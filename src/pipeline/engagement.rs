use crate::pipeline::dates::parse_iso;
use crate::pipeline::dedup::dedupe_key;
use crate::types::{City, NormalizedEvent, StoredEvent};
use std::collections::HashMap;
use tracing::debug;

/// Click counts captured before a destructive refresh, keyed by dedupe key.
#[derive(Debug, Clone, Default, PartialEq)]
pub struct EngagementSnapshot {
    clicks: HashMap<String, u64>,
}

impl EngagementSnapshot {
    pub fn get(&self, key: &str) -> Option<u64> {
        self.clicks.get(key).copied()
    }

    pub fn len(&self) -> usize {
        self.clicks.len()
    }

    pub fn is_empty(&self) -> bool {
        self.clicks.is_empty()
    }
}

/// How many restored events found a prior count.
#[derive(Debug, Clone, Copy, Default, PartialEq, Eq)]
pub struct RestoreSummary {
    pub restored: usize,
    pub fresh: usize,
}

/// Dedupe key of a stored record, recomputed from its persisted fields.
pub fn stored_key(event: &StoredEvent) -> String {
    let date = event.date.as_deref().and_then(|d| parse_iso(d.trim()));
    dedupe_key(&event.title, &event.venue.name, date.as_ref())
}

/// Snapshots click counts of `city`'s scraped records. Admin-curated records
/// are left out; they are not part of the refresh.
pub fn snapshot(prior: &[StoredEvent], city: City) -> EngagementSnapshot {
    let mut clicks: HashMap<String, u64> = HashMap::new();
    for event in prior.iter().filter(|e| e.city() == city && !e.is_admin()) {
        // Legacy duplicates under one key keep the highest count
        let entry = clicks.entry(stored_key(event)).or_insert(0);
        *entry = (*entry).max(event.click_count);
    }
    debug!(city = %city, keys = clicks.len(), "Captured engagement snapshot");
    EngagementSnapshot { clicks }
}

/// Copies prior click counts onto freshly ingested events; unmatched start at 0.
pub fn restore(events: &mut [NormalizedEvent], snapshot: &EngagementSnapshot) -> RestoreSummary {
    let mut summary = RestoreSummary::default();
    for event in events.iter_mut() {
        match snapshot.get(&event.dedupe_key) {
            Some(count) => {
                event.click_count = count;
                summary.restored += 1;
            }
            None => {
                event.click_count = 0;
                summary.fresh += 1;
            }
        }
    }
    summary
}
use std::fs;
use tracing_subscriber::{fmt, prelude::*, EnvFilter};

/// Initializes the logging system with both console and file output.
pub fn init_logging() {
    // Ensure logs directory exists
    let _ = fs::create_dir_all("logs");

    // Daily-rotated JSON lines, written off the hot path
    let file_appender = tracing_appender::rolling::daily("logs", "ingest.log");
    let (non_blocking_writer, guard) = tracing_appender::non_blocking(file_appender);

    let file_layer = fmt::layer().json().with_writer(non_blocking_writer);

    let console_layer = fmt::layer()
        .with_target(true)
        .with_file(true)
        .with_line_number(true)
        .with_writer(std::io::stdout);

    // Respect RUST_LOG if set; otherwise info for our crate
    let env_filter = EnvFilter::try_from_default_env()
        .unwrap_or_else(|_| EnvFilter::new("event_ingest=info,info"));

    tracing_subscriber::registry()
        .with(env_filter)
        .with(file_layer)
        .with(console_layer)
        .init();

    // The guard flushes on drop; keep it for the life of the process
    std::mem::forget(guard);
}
* * *
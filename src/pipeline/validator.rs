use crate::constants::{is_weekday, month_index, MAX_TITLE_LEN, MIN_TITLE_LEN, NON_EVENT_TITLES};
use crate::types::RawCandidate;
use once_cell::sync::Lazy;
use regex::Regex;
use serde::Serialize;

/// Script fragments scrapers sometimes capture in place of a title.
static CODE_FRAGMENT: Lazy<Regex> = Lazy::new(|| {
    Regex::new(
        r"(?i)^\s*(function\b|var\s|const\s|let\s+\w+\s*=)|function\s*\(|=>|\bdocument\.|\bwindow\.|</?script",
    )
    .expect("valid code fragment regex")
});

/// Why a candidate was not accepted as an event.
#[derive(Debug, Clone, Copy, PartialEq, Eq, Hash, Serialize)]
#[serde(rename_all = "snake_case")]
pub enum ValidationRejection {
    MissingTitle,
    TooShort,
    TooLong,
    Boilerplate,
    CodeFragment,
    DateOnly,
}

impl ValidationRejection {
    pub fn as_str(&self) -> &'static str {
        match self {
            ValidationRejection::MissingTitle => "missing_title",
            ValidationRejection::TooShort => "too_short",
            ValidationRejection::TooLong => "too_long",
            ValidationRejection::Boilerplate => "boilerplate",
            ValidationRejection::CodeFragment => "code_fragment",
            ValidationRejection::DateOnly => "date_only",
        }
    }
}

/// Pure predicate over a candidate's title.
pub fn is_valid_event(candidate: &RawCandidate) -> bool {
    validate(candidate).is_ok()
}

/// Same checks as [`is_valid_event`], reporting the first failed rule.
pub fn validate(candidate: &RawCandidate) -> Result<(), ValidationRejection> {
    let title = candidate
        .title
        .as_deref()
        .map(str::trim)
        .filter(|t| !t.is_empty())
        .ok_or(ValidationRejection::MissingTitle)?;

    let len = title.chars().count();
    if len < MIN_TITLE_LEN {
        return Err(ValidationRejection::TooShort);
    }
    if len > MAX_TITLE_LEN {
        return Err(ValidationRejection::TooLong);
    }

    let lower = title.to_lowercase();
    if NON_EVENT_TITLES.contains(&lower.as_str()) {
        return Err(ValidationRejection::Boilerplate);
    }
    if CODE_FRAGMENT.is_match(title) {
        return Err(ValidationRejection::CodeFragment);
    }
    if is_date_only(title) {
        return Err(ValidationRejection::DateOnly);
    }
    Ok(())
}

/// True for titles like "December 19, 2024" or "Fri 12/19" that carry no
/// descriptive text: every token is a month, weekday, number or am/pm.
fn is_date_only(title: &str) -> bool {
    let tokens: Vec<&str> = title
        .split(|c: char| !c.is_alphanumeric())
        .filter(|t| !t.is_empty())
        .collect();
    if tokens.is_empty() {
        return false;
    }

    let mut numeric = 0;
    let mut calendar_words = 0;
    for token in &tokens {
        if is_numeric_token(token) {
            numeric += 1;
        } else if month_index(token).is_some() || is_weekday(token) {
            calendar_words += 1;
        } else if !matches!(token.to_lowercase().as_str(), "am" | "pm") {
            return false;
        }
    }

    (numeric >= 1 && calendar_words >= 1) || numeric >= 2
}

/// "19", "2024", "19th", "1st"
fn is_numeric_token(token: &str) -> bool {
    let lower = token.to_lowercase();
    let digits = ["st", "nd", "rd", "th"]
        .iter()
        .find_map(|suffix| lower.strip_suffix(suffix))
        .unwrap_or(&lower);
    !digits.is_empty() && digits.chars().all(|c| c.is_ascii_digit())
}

**WHAT NEEDS TO BE DONE**
Pick out every line above that contains the word "HashMap" and copy it.

**TASK ANSWER**
use std::collections::HashMap;
    clicks: HashMap<String, u64>,
    let mut clicks: HashMap<String, u64> = HashMap::new();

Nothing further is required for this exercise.